As the new vice president of revenue cycle at Mosaic Life Care in Northwest Missouri, Deborah Vancleave was to create a best-in-class revenue cycle. In years past, Mosaic struggled with eligibility, manual calculation of patient liability, lack of consistent prior authorizations, and adequate and timely training of patient access representatives. These struggles resulted in significant final write-offs due to access errors – approximately $4.5 million a year, about 40% of total denials.

Vancleave knew that the revenue cycle is the first and last point of contact with the patient. Great quality of care has potential to get lost if patients have a bad experience prior to or even after service. That’s why her focus was on the patient financial experience and frontline employees.

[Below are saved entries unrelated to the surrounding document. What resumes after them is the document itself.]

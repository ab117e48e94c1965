//! # Observability Infrastructure
//!
//! Structured logging for the rolesmith service via the tracing ecosystem.
//! Reconciliation touches live credentials, so log output policy matters:
//! secret values never appear in fields (the `SecretString` wrapper redacts
//! them even under `{:?}`), while every lifecycle decision is logged with
//! structured context.

use tracing_subscriber::{fmt, layer::SubscriberExt, util::SubscriberInitExt, EnvFilter};

use crate::config::ObservabilityConfig;
use crate::errors::{Error, Result};

/// Initialize the global tracing subscriber.
///
/// `RUST_LOG` takes precedence over the configured level so operators can
/// raise verbosity per-target without a config change. Fails if a global
/// subscriber is already installed.
pub fn init_tracing(config: &ObservabilityConfig) -> Result<()> {
    let filter = EnvFilter::try_from_default_env()
        .unwrap_or_else(|_| EnvFilter::new(config.log_level.clone()));

    let registry = tracing_subscriber::registry().with(filter);

    let result = if config.json_format {
        registry.with(fmt::layer().json()).try_init()
    } else {
        registry.with(fmt::layer()).try_init()
    };

    result.map_err(|e| Error::config(format!("Failed to initialize tracing: {}", e)))?;

    tracing::info!(
        log_level = %config.log_level,
        json_format = config.json_format,
        "Observability initialized"
    );
    Ok(())
}
//! MariaDB/MySQL engine session.
//!
//! DDL idioms for this dialect: native `IF NOT EXISTS` clauses make
//! existence handling race-tolerant without check-then-act queries, the
//! password is re-asserted unconditionally with `ALTER USER` so secret
//! rotation always lands, and the privilege cache is flushed after grants.
//! Users are created at host `'%'`: access control is the network's job,
//! authentication is this user's password.

use async_trait::async_trait;
use sqlx::mysql::{MySqlConnectOptions, MySqlConnection};
use sqlx::Connection;

use crate::credentials::RootCredential;
use crate::errors::{Error, Result};

use super::sql::{mysql_ident, mysql_literal};
use super::{EngineSession, PrivilegeSet};

/// One root-credentialed session against a MariaDB instance.
pub struct MariaDbSession {
    conn: MySqlConnection,
}

impl MariaDbSession {
    /// Open a session as the instance's administrative principal.
    pub async fn connect(host: &str, port: u16, root: &RootCredential) -> Result<Self> {
        let options = MySqlConnectOptions::new()
            .host(host)
            .port(port)
            .username(&root.username)
            .password(root.password.expose());

        let conn = MySqlConnection::connect_with(&options)
            .await
            .map_err(|e| Error::connection("mariadb", e.to_string()))?;

        tracing::debug!(host = %host, port = port, "Opened mariadb root session");
        Ok(Self { conn })
    }

    async fn execute(&mut self, operation: &'static str, sql: &str) -> Result<()> {
        sqlx::query(sql)
            .execute(&mut self.conn)
            .await
            .map(|_| ())
            .map_err(|e| Error::reconciliation(operation, e))
    }
}

fn create_database_sql(database: &str) -> String {
    format!("CREATE DATABASE IF NOT EXISTS {}", mysql_ident(database))
}

fn create_user_sql(username: &str, password: &str) -> String {
    format!(
        "CREATE USER IF NOT EXISTS {}@'%' IDENTIFIED BY {}",
        mysql_literal(username),
        mysql_literal(password)
    )
}

fn alter_user_sql(username: &str, password: &str) -> String {
    format!("ALTER USER {}@'%' IDENTIFIED BY {}", mysql_literal(username), mysql_literal(password))
}

fn grant_sql(privileges: &PrivilegeSet, database: &str, username: &str) -> String {
    format!(
        "GRANT {} ON {}.* TO {}@'%'",
        privileges.render(),
        mysql_ident(database),
        mysql_literal(username)
    )
}

fn drop_user_sql(username: &str) -> String {
    format!("DROP USER IF EXISTS {}@'%'", mysql_literal(username))
}

#[async_trait]
impl EngineSession for MariaDbSession {
    async fn ensure_database(&mut self, database: &str) -> Result<()> {
        self.execute("ensure_database", &create_database_sql(database)).await
    }

    async fn ensure_user(&mut self, username: &str, password: &str) -> Result<()> {
        self.execute("ensure_user", &create_user_sql(username, password)).await?;
        // No-op for a fresh user; reasserts the current password after a
        // secret rotation for an existing one.
        self.execute("ensure_user", &alter_user_sql(username, password)).await
    }

    async fn grant(
        &mut self,
        privileges: &PrivilegeSet,
        database: &str,
        username: &str,
    ) -> Result<()> {
        self.execute("grant", &grant_sql(privileges, database, username)).await
    }

    async fn post_grant_sync(&mut self) -> Result<()> {
        self.execute("post_grant_sync", "FLUSH PRIVILEGES").await
    }

    async fn drop_user(&mut self, username: &str) -> Result<()> {
        // Owned objects live inside the service database, which is
        // decommissioned with the stack; only the account needs dropping.
        self.execute("drop_user", &drop_user_sql(username)).await
    }

    async fn close(self: Box<Self>) -> Result<()> {
        let MariaDbSession { conn } = *self;
        conn.close().await.map_err(|e| Error::reconciliation("close", e))
    }
}
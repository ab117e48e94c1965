//! In-memory secret store backend.
//!
//! Holds secrets in process memory for development and tests. Supports the
//! full [`SecretStore`] contract including field rotation and read grants,
//! so handler-level behavior can be exercised without a live backend.
//!
//! Not for production: nothing is encrypted, persisted, or access-controlled.

use std::collections::HashMap;
use std::sync::Arc;

use async_trait::async_trait;
use chrono::Utc;
use tokio::sync::RwLock;

use super::client::{GeneratedSecretSpec, SecretMetadata, SecretStore};
use super::error::{Result, SecretsError};
use super::generate::{generate_password, PasswordSpec};

#[derive(Debug, Clone)]
struct StoredSecret {
    value: String,
    metadata: SecretMetadata,
    readers: Vec<String>,
}

/// In-memory [`SecretStore`] implementation.
#[derive(Debug, Clone, Default)]
pub struct InMemorySecretStore {
    inner: Arc<RwLock<HashMap<String, StoredSecret>>>,
}

impl InMemorySecretStore {
    /// Create an empty store.
    pub fn new() -> Self {
        Self::default()
    }

    /// Seed a secret with a literal JSON blob, bypassing generation.
    ///
    /// Test convenience for secrets owned by another system, e.g. the
    /// instance's root credential.
    pub async fn seed(&self, name: &str, value: &str) {
        let mut inner = self.inner.write().await;
        inner.insert(
            name.to_string(),
            StoredSecret {
                value: value.to_string(),
                metadata: SecretMetadata::new(name),
                readers: Vec::new(),
            },
        );
    }

    /// Principals granted read access to a secret, in grant order.
    pub async fn readers(&self, name: &str) -> Result<Vec<String>> {
        let inner = self.inner.read().await;
        inner
            .get(name)
            .map(|s| s.readers.clone())
            .ok_or_else(|| SecretsError::not_found(name))
    }
}

#[async_trait]
impl SecretStore for InMemorySecretStore {
    async fn get_secret(&self, name: &str) -> Result<String> {
        let inner = self.inner.read().await;
        inner
            .get(name)
            .map(|s| s.value.clone())
            .ok_or_else(|| SecretsError::not_found(name))
    }

    async fn create_secret(&self, name: &str, spec: &GeneratedSecretSpec) -> Result<()> {
        let mut inner = self.inner.write().await;
        if inner.contains_key(name) {
            return Err(SecretsError::already_exists(name));
        }

        let mut blob = match &spec.template {
            serde_json::Value::Object(fields) => fields.clone(),
            _ => {
                return Err(SecretsError::invalid_value("secret template must be a JSON object"))
            }
        };
        let generated = generate_password(&spec.password)?;
        blob.insert(spec.generate_key.clone(), serde_json::Value::String(generated));

        let value = serde_json::to_string(&serde_json::Value::Object(blob))?;
        inner.insert(
            name.to_string(),
            StoredSecret { value, metadata: SecretMetadata::new(name), readers: Vec::new() },
        );
        Ok(())
    }

    async fn rotate_field(&self, name: &str, key: &str, policy: &PasswordSpec) -> Result<String> {
        let mut inner = self.inner.write().await;
        let stored = inner.get_mut(name).ok_or_else(|| SecretsError::not_found(name))?;

        let mut blob: serde_json::Map<String, serde_json::Value> =
            serde_json::from_str(&stored.value)?;
        if !blob.contains_key(key) {
            return Err(SecretsError::invalid_value(format!(
                "secret '{name}' has no field '{key}' to rotate"
            )));
        }

        let generated = generate_password(policy)?;
        blob.insert(key.to_string(), serde_json::Value::String(generated.clone()));
        stored.value = serde_json::to_string(&serde_json::Value::Object(blob))?;
        stored.metadata.updated_at = Utc::now();
        stored.metadata.version = stored.metadata.version.map(|v| v + 1);

        Ok(generated)
    }

    async fn delete_secret(&self, name: &str) -> Result<()> {
        let mut inner = self.inner.write().await;
        inner
            .remove(name)
            .map(|_| ())
            .ok_or_else(|| SecretsError::not_found(name))
    }

    async fn secret_exists(&self, name: &str) -> Result<bool> {
        let inner = self.inner.read().await;
        Ok(inner.contains_key(name))
    }

    async fn metadata(&self, name: &str) -> Result<SecretMetadata> {
        let inner = self.inner.read().await;
        inner
            .get(name)
            .map(|s| s.metadata.clone())
            .ok_or_else(|| SecretsError::not_found(name))
    }

    async fn grant_read(&self, name: &str, principal: &str) -> Result<()> {
        let mut inner = self.inner.write().await;
        let stored = inner.get_mut(name).ok_or_else(|| SecretsError::not_found(name))?;
        if !stored.readers.iter().any(|r| r == principal) {
            stored.readers.push(principal.to_string());
        }
        Ok(())
    }
}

Here’s a list of four things that organizations can adopt to better manage their revenue cycle at the front-end:

  1. Integrity at the Front-End: For decades, lack of integrity in data plagued the business of health care. Controlling the quality of registration and billing information on the front end affects billing outcomes and causes unnecessary grief to patients over unresolved balances.
  2. Invest in Adequate Technology: Systems that can’t monitor quality, self-assign training, identify presumptive charity, return detailed eligibility, and estimate patient out of pocket costs, are not adequate. Newer intelligent applications capable of predictive analytics that are built to learn and adapt are now required. Mosaic integrated the AccuReg full suite of front-end automation tools into the Cerner Millennium electronic medical record system.
  3. Implementation and Accountability: Focus on basic insurance eligibility, quality assurance, and training. Quality assurance is a critical missing piece for many. The new technology enabled Mosaic to create an edit-based workflow to track, monitor and manage registration quality and point of service collections, including identification of any missed collection opportunities. The technology created an effective method for accountability via reporting and dashboards. Additionally, registration accuracy is tied to goals and performance metrics.
  4. Measurement and Return on Investment: Included patient identification, financial screening, presumptive charity and authorization management. In just eight months Mosaic increased registration quality to 96%- 98% accuracy rate. Mosaic significantly reduced patient access final write-offs by more than 50% which now measures about 1.6%, down from 3.8% overall. Bad debt has decreased by about 30%.